=== DATASET ENTRIES ===

use std::f32::consts::PI;

use sph_core::kernels::*;

type Kernel = fn(f32, f32, &KernelFactors) -> f32;

/// Integrate `kernel` over a disk (2D) or ball (3D) of radius `h`.
fn integrate(kernel: Kernel, h: f32, k: &KernelFactors, dims: u32) -> f32 {
    let steps = 4_000;
    let dr = h / steps as f32;
    let total: f64 = (0..steps)
        .map(|s| {
            let r = (s as f32 + 0.5) * dr;
            let shell = if dims == 2 { 2.0 * PI * r } else { 4.0 * PI * r * r };
            (kernel(r, h, k) * shell * dr) as f64
        })
        .sum();
    total as f32
}

#[test]
fn test_poly6_kernel_zero_distance() {
    let h = 0.1_f32;
    let k = KernelFactors::volumetric(h);
    let result = smoothing_kernel_poly6(0.0, h, &k);
    // At r=0 the (h^2 - r^2)^3 term equals h^6, so peak = coeff * h^6
    let peak = 315.0 / (64.0 * PI * h.powi(9)) * h.powi(6);
    assert!(
        (result - peak).abs() < peak * 1e-5,
        "poly6(0, {h}) = {result}, expected {peak}"
    );
}

#[test]
fn test_kernels_vanish_at_and_beyond_radius() {
    let h = 0.35_f32;
    let k = KernelFactors::planar(h);
    for kernel in [smoothing_kernel_poly6 as Kernel, spiky_kernel_pow2, spiky_kernel_pow3] {
        assert_eq!(kernel(h, h, &k), 0.0);
        assert_eq!(kernel(h + 0.01, h, &k), 0.0);
    }
    assert_eq!(derivative_spiky_pow2(h + 0.01, h, &k), 0.0);
    assert_eq!(derivative_spiky_pow3(h + 0.01, h, &k), 0.0);
}

#[test]
fn test_planar_kernels_are_normalised() {
    let h = 0.35;
    let k = KernelFactors::planar(h);
    for (name, kernel) in [
        ("poly6", smoothing_kernel_poly6 as Kernel),
        ("spiky pow2", spiky_kernel_pow2),
        ("spiky pow3", spiky_kernel_pow3),
    ] {
        let total = integrate(kernel, h, &k, 2);
        assert!((total - 1.0).abs() < 1e-3, "2D {} integrates to {}", name, total);
    }
}

#[test]
fn test_volumetric_kernels_are_normalised() {
    let h = 0.2;
    let k = KernelFactors::volumetric(h);
    for (name, kernel) in [
        ("poly6", smoothing_kernel_poly6 as Kernel),
        ("spiky pow2", spiky_kernel_pow2),
        ("spiky pow3", spiky_kernel_pow3),
    ] {
        let total = integrate(kernel, h, &k, 3);
        assert!((total - 1.0).abs() < 1e-3, "3D {} integrates to {}", name, total);
    }
}

#[test]
fn test_derivatives_match_finite_differences() {
    let h = 0.5_f32;
    for k in [KernelFactors::planar(h), KernelFactors::volumetric(h)] {
        for r in [0.05_f32, 0.2, 0.4] {
            let eps = 1e-3;
            let central = |f: Kernel| (f(r + eps, h, &k) - f(r - eps, h, &k)) / (2.0 * eps);
            let fd2 = central(spiky_kernel_pow2);
            let fd3 = central(spiky_kernel_pow3);
            let d2 = derivative_spiky_pow2(r, h, &k);
            let d3 = derivative_spiky_pow3(r, h, &k);
            assert!((fd2 - d2).abs() < d2.abs() * 1e-2, "pow2 at {}: {} vs {}", r, d2, fd2);
            assert!((fd3 - d3).abs() < d3.abs() * 1e-2, "pow3 at {}: {} vs {}", r, d3, fd3);
        }
    }
}

#[test]
fn test_density_kernels_peak_at_centre_and_derivatives_are_negative() {
    let h = 0.35;
    let k = KernelFactors::planar(h);
    assert!(density_kernel(0.0, h, &k) > density_kernel(0.1, h, &k));
    assert!(near_density_kernel(0.0, h, &k) > near_density_kernel(0.1, h, &k));
    assert!(density_derivative(0.1, h, &k) < 0.0);
    assert!(near_density_derivative(0.1, h, &k) < 0.0);
    assert!(viscosity_kernel(0.1, h, &k) > 0.0);
}
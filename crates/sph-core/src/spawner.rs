use crate::error::SimError;
use crate::math::signed_hash11;
use crate::space::{SimVector, Space};

/// Initial particle state. N is `positions.len()`.
#[derive(Clone, Debug, PartialEq)]
pub struct SpawnData<S: Space> {
    positions: Vec<S::Vector>,
    velocities: Vec<S::Vector>,
}

impl<S: Space> SpawnData<S> {
    pub fn new(positions: Vec<S::Vector>, velocities: Vec<S::Vector>) -> Result<Self, SimError> {
        if positions.len() != velocities.len() {
            return Err(SimError::InvalidSpawn(format!(
                "{} positions but {} velocities",
                positions.len(),
                velocities.len()
            )));
        }
        let finite =
            |v: &S::Vector| (0..<S::Vector as SimVector>::DIMS).all(|a| v.axis(a).is_finite());
        if let Some(i) = positions
            .iter()
            .zip(&velocities)
            .position(|(p, v)| !finite(p) || !finite(v))
        {
            return Err(SimError::InvalidSpawn(format!("particle {} is not finite", i)));
        }
        Ok(Self {
            positions,
            velocities,
        })
    }

    pub fn empty() -> Self {
        Self {
            positions: Vec::new(),
            velocities: Vec::new(),
        }
    }

    pub fn len(&self) -> usize {
        self.positions.len()
    }

    pub fn is_empty(&self) -> bool {
        self.positions.is_empty()
    }

    pub fn positions(&self) -> &[S::Vector] {
        &self.positions
    }

    pub fn velocities(&self) -> &[S::Vector] {
        &self.velocities
    }
}

pub trait Spawner<S: Space> {
    fn spawn_data(&self) -> SpawnData<S>;
}

/// Fills a box with a lattice of particles, each nudged by a deterministic
/// jitter, all starting with the same velocity.
#[derive(Clone, Copy, Debug, PartialEq)]
pub struct BoxSpawner<S: Space> {
    pub centre: S::Vector,
    pub size: S::Vector,
    pub count: usize,
    pub initial_velocity: S::Vector,
    /// Maximum jitter per axis, in world units.
    pub jitter: f32,
}

impl<S: Space> BoxSpawner<S> {
    pub fn new(centre: S::Vector, size: S::Vector, count: usize) -> Self {
        Self {
            centre,
            size,
            count,
            initial_velocity: S::Vector::ZERO,
            jitter: 0.0,
        }
    }

    pub fn with_velocity(mut self, velocity: S::Vector) -> Self {
        self.initial_velocity = velocity;
        self
    }

    pub fn with_jitter(mut self, jitter: f32) -> Self {
        self.jitter = jitter;
        self
    }

    /// Lattice points per axis: the smallest `k` with `k^DIMS >= count`.
    fn per_axis(&self) -> usize {
        let dims = <S::Vector as SimVector>::DIMS as u32;
        let mut k = (self.count as f64).powf(1.0 / dims as f64).floor().max(1.0) as usize;
        while k.pow(dims) < self.count {
            k += 1;
        }
        k
    }
}

impl<S: Space> Spawner<S> for BoxSpawner<S> {
    fn spawn_data(&self) -> SpawnData<S> {
        let dims = <S::Vector as SimVector>::DIMS;
        let per_axis = self.per_axis();
        let min = self.centre - self.size * 0.5;

        let positions = (0..self.count)
            .map(|i| {
                let mut cell = i;
                let mut p = S::Vector::ZERO;
                for a in 0..dims {
                    let t = ((cell % per_axis) as f32 + 0.5) / per_axis as f32;
                    cell /= per_axis;
                    let jitter = signed_hash11((i * dims + a) as f32) * self.jitter;
                    p = p.with_axis(a, min.axis(a) + self.size.axis(a) * t + jitter);
                }
                p
            })
            .collect();

        SpawnData {
            positions,
            velocities: vec![self.initial_velocity; self.count],
        }
    }
}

===

WHAT YOU WILL DO
Scan the material above. Extract every line in which the word "SpawnData" occurs.

TASK RESULT
pub struct SpawnData<S: Space> {
impl<S: Space> SpawnData<S> {
    fn spawn_data(&self) -> SpawnData<S>;
    fn spawn_data(&self) -> SpawnData<S> {
        SpawnData {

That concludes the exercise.